Cable Company Moves Streaming TV to Smartphones, Tablets, and Laptops

Comcast launched its new Xfinity Streampix service for subscribers this week, entering the competition for your portable entertainment dollars against Netflix, Hulu Plus and Amazon. The service rolled out initially to Comcast’s 22.3 million subscribers across 39 states on Feb. 23 and could eventually help the cable company expand its customer base and keep increasingly Internet-oriented consumers from cutting the cable entirely.

About Streampix
The Streampix service is designed to complement the Philadelphia-based cable and Internet provider’s ongoing Xfinity TV service, which provides TV subscribers with access to 75,000 current and recent TV episodes on demand as well as recent and new-release movies.

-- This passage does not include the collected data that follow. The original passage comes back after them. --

#![allow(clippy::single_match_else, clippy::uninlined_format_args)]

use std::path::{Path, PathBuf};
use std::process::{Command, Output};

use rusqlite::Connection;
use serde_json::Value;
use ulid::Ulid;

struct Workspace {
    db_path: PathBuf,
    config_path: PathBuf,
}

impl Workspace {
    fn new(label: &str) -> Self {
        let id = Ulid::new();
        let db_path = std::env::temp_dir().join(format!("govctl-{label}-{id}.sqlite3"));
        let config_path = std::env::temp_dir().join(format!("govctl-{label}-{id}.json"));
        let config = r#"{
            "config_version": 1,
            "quorum": 1,
            "voting_window_secs": 3600,
            "resolution_rule": {"kind": "majority_with_quorum"},
            "privileged_actors": ["admin"],
            "resolution_retry_limit": 5
        }"#;
        if let Err(err) = std::fs::write(&config_path, config) {
            panic!("failed to write config fixture: {err}");
        }
        Self {
            db_path,
            config_path,
        }
    }

    fn run(&self, args: &[&str]) -> Output {
        let mut command = Command::new(govctl_binary_path());
        command
            .arg("--db")
            .arg(&self.db_path)
            .arg("--config")
            .arg(&self.config_path);
        for arg in args {
            command.arg(arg);
        }

        match command.output() {
            Ok(output) => output,
            Err(err) => panic!("failed to run govctl command {:?}: {err}", args),
        }
    }

    fn run_ok(&self, args: &[&str]) -> Value {
        let output = self.run(args);
        assert!(
            output.status.success(),
            "govctl {:?} failed: {}",
            args,
            String::from_utf8_lossy(&output.stderr)
        );
        stdout_json(&output)
    }

    fn register_radius(&self) {
        self.run_ok(&[
            "admin",
            "register",
            "--id",
            "spawn.radius",
            "--name",
            "Spawn radius",
            "--value",
            "16",
            "--type",
            "integer",
            "--min",
            "0",
            "--max",
            "128",
            "--actor",
            "admin",
        ]);
    }

    fn submit_radius(&self, value: &str) -> String {
        let view = self.run_ok(&[
            "suggestion",
            "submit",
            "--parameter",
            "spawn.radius",
            "--value",
            value,
            "--author",
            "alice",
        ]);
        match view["suggestion"]["suggestion_id"].as_str() {
            Some(id) => id.to_string(),
            None => panic!("submit output missing suggestion id: {view}"),
        }
    }
}

impl Drop for Workspace {
    fn drop(&mut self) {
        let _ = std::fs::remove_file(&self.db_path);
        let _ = std::fs::remove_file(&self.config_path);
    }
}

fn govctl_binary_path() -> PathBuf {
    match std::env::var("CARGO_BIN_EXE_govctl") {
        Ok(value) => PathBuf::from(value),
        Err(_) => {
            let path = Path::new(env!("CARGO_MANIFEST_DIR")).join("../../target/debug/govctl");
            if !path.exists() {
                let status = Command::new("cargo")
                    .args(["build", "-p", "governance-cli", "--bin", "govctl"])
                    .status();
                match status {
                    Ok(value) if value.success() => {}
                    Ok(value) => panic!("failed to build govctl binary (status={value})"),
                    Err(err) => panic!("failed to invoke cargo build: {err}"),
                }
            }
            path
        }
    }
}

fn stdout_json(output: &Output) -> Value {
    match serde_json::from_slice::<Value>(&output.stdout) {
        Ok(value) => value,
        Err(err) => panic!(
            "failed to parse stdout as JSON: {err}\nstdout={}\nstderr={}",
            String::from_utf8_lossy(&output.stdout),
            String::from_utf8_lossy(&output.stderr)
        ),
    }
}

fn stderr_error_code(output: &Output) -> String {
    let stderr = String::from_utf8_lossy(&output.stderr);
    let line = stderr
        .lines()
        .rev()
        .find(|line| line.starts_with('{'))
        .unwrap_or_default();
    match serde_json::from_str::<Value>(line) {
        Ok(value) => value["error"]["code"].as_str().unwrap_or_default().to_string(),
        Err(err) => panic!("failed to parse stderr error payload: {err}\nstderr={stderr}"),
    }
}

#[test]
fn help_lists_expected_command_groups() {
    let output = match Command::new(govctl_binary_path()).arg("--help").output() {
        Ok(value) => value,
        Err(err) => panic!("failed to run help command: {err}"),
    };

    assert!(output.status.success());
    let stdout = String::from_utf8_lossy(&output.stdout);
    for required in [
        "parameter",
        "suggestion",
        "vote",
        "comment",
        "history",
        "policy",
        "admin",
        "sweep",
    ] {
        assert!(
            stdout.contains(required),
            "expected help output to contain command {required}; output={stdout}"
        );
    }
}

#[test]
fn suggestion_vote_close_flow_updates_parameter_and_history() {
    let workspace = Workspace::new("flow");
    workspace.register_radius();
    let suggestion_id = workspace.submit_radius("32");

    let tally = workspace.run_ok(&[
        "vote",
        "cast",
        "--suggestion",
        &suggestion_id,
        "--voter",
        "bob",
        "--choice",
        "affirm",
    ]);
    assert_eq!(tally["affirm"], Value::from(1));
    assert_eq!(tally["distinct_voters"], Value::from(1));

    let open = workspace.run_ok(&["suggestion", "list"]);
    assert_eq!(open.as_array().map(Vec::len), Some(1));

    let report = workspace.run_ok(&[
        "suggestion",
        "close",
        "--id",
        &suggestion_id,
        "--actor",
        "admin",
    ]);
    assert_eq!(report["suggestion"]["state"], Value::from("accepted"));
    assert_eq!(report["history"]["outcome"], Value::from("accepted"));
    assert_eq!(
        report["history"]["subject"],
        Value::from(format!("suggestion:{suggestion_id}"))
    );

    let parameter = workspace.run_ok(&["parameter", "show", "--id", "spawn.radius"]);
    assert_eq!(parameter["value"], Value::from("32"));

    let history = workspace.run_ok(&["history", "list", "--parameter", "spawn.radius"]);
    let reasons = history
        .as_array()
        .map(|records| {
            records
                .iter()
                .filter_map(|record| record["reason"].as_str())
                .collect::<Vec<_>>()
        })
        .unwrap_or_default();
    assert_eq!(reasons, vec!["registered", "majority-affirm"]);
}

#[test]
fn engine_errors_exit_non_zero_with_stable_codes() {
    let workspace = Workspace::new("errors");
    workspace.register_radius();
    let suggestion_id = workspace.submit_radius("40");

    let invalid_choice = workspace.run(&[
        "vote",
        "cast",
        "--suggestion",
        &suggestion_id,
        "--voter",
        "bob",
        "--choice",
        "maybe",
    ]);
    assert!(!invalid_choice.status.success());
    assert_eq!(stderr_error_code(&invalid_choice), "invalid_choice");

    let unknown = workspace.run(&[
        "suggestion",
        "submit",
        "--parameter",
        "missing.param",
        "--value",
        "1",
        "--author",
        "alice",
    ]);
    assert_eq!(stderr_error_code(&unknown), "unknown_parameter");

    let unauthorized = workspace.run(&["admin", "set", "--id", "spawn.radius", "--value", "1", "--actor", "bob"]);
    assert_eq!(stderr_error_code(&unauthorized), "unauthorized");

    workspace.run_ok(&["suggestion", "withdraw", "--id", &suggestion_id, "--actor", "alice"]);
    let closed = workspace.run(&["suggestion", "withdraw", "--id", &suggestion_id, "--actor", "alice"]);
    assert_eq!(stderr_error_code(&closed), "suggestion_closed");

    let malformed = workspace.run(&["suggestion", "show", "--id", "nope"]);
    assert_eq!(stderr_error_code(&malformed), "validation_error");
}

#[test]
fn blocking_policy_rejects_submission_and_is_logged() {
    let workspace = Workspace::new("policy");
    workspace.register_radius();

    let policy = workspace.run_ok(&[
        "policy",
        "create",
        "--predicate",
        "value=99",
        "--effect",
        "block",
        "--actor",
        "admin",
    ]);
    assert_eq!(policy["effect"], Value::from("block"));

    let view = workspace.run_ok(&[
        "suggestion",
        "submit",
        "--parameter",
        "spawn.radius",
        "--value",
        "99",
        "--author",
        "alice",
    ]);
    assert_eq!(view["suggestion"]["state"], Value::from("rejected"));
    assert_eq!(
        view["suggestion"]["resolution_reason"],
        Value::from("policy-blocked")
    );
    assert_eq!(view["suggestion"]["voting_deadline"], Value::Null);

    let changes = workspace.run_ok(&["policy", "changes"]);
    assert_eq!(changes.as_array().map(Vec::len), Some(1));
    assert_eq!(changes[0]["action"], Value::from("created"));
}

#[test]
fn admin_set_and_rollback_round_through_the_ledger() {
    let workspace = Workspace::new("rollback");
    workspace.register_radius();

    let change = workspace.run_ok(&[
        "admin", "set", "--id", "spawn.radius", "--value", "77", "--actor", "admin",
    ]);
    let record_id = match change["history"]["record_id"].as_str() {
        Some(value) => value.to_string(),
        None => panic!("set output missing record id: {change}"),
    };

    let restored = workspace.run_ok(&["admin", "rollback", "--record", &record_id, "--actor", "admin"]);
    assert_eq!(restored["parameter"]["value"], Value::from("16"));
    assert_eq!(
        restored["history"]["reason"],
        Value::from(format!("rollback:{record_id}"))
    );

    let shown = workspace.run_ok(&["history", "show", "--record", &record_id]);
    assert_eq!(shown["requested_value"], Value::from("77"));
}

#[test]
fn commands_migrate_the_database_on_first_use() {
    let workspace = Workspace::new("migrate");
    let parameters = workspace.run_ok(&["parameter", "list"]);
    assert_eq!(parameters, Value::Array(Vec::new()));

    let conn = match Connection::open(&workspace.db_path) {
        Ok(value) => value,
        Err(err) => panic!("failed to open migrated db: {err}"),
    };
    let version: i64 = match conn.query_row(
        "SELECT MAX(version) FROM schema_migrations",
        [],
        |row| row.get(0),
    ) {
        Ok(value) => value,
        Err(err) => panic!("failed to read schema version: {err}"),
    };
    assert_eq!(version, 1);

    let sweep = workspace.run_ok(&["sweep"]);
    assert_eq!(sweep["resolved"], Value::Array(Vec::new()));
}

Streampix offers full runs of past seasons of some on-going shows, like 30 Rock and Grey’s Anatomy, as well as older programs, like Ugly Betty and Married with Children, children’s programs and older movies.

On Comcast’s official blog, Comcast Voices, Marcien Jenckes, the company’s senior vice president and general manager of video services, said the program is an effort to respond to consumer demand for access to a deeper video library and will add value to customer subscriptions. Through this program, Comcast hopes to get their subscribers to drop other similar services and make them their sole source for video services.

Netflix currently has 40,000 television episodes and movies in its library, Amazon Prime offers about 15,000, while Hulu Plus says it provides access to more than 16,000 television episodes and “hundreds” of movies.

Streampix Portability
Right now, Comcast subscribers can watch Streampix and Xfinity TV on the television, on desktop computers and laptops and via the Xfinity TV App on an iPad, iPhone — 3G or newer — or iPod Touch — second generation or later — over a WiFi or 3G connection.  The app is available for Android platform devices, but at present, only the functions that allow a device to operate as a TV remote control and remote DVR programmer are operational on Android devices.
When announcing the Streampix program on Feb. 21, Comcast said that “in the coming year” the service will be available on the Xbox 360 gaming system as well as fully accessible on Android smartphones and tablets.

Cost
While Xfinity TV is available to all Comcast TV subscribers as part of the regular service; Streampix is only free to subscribers to Comcast’s upper-tier cable packages and is a $4.99 a month add-on to other cable packages. The service is only offered to the company’s TV subscribers, Internet-only subscribers and people who aren’t Comcast customers can’t currently subscribe solely to the Streampix service.

Future Possibilities
This may not always be the case, however. According to The Wall Street Journal, the deal Comcast signed with content providers including its own NBCUniversal, as well as Disney-ABC, Sony Pictures, Warner Bros., and Cookie Jar Entertainment, would allow it to sell its service nationwide to anyone. While the company says there are no current plans to offer the service outside its subscriber base, its content rights do leave that option open, according to WSJ.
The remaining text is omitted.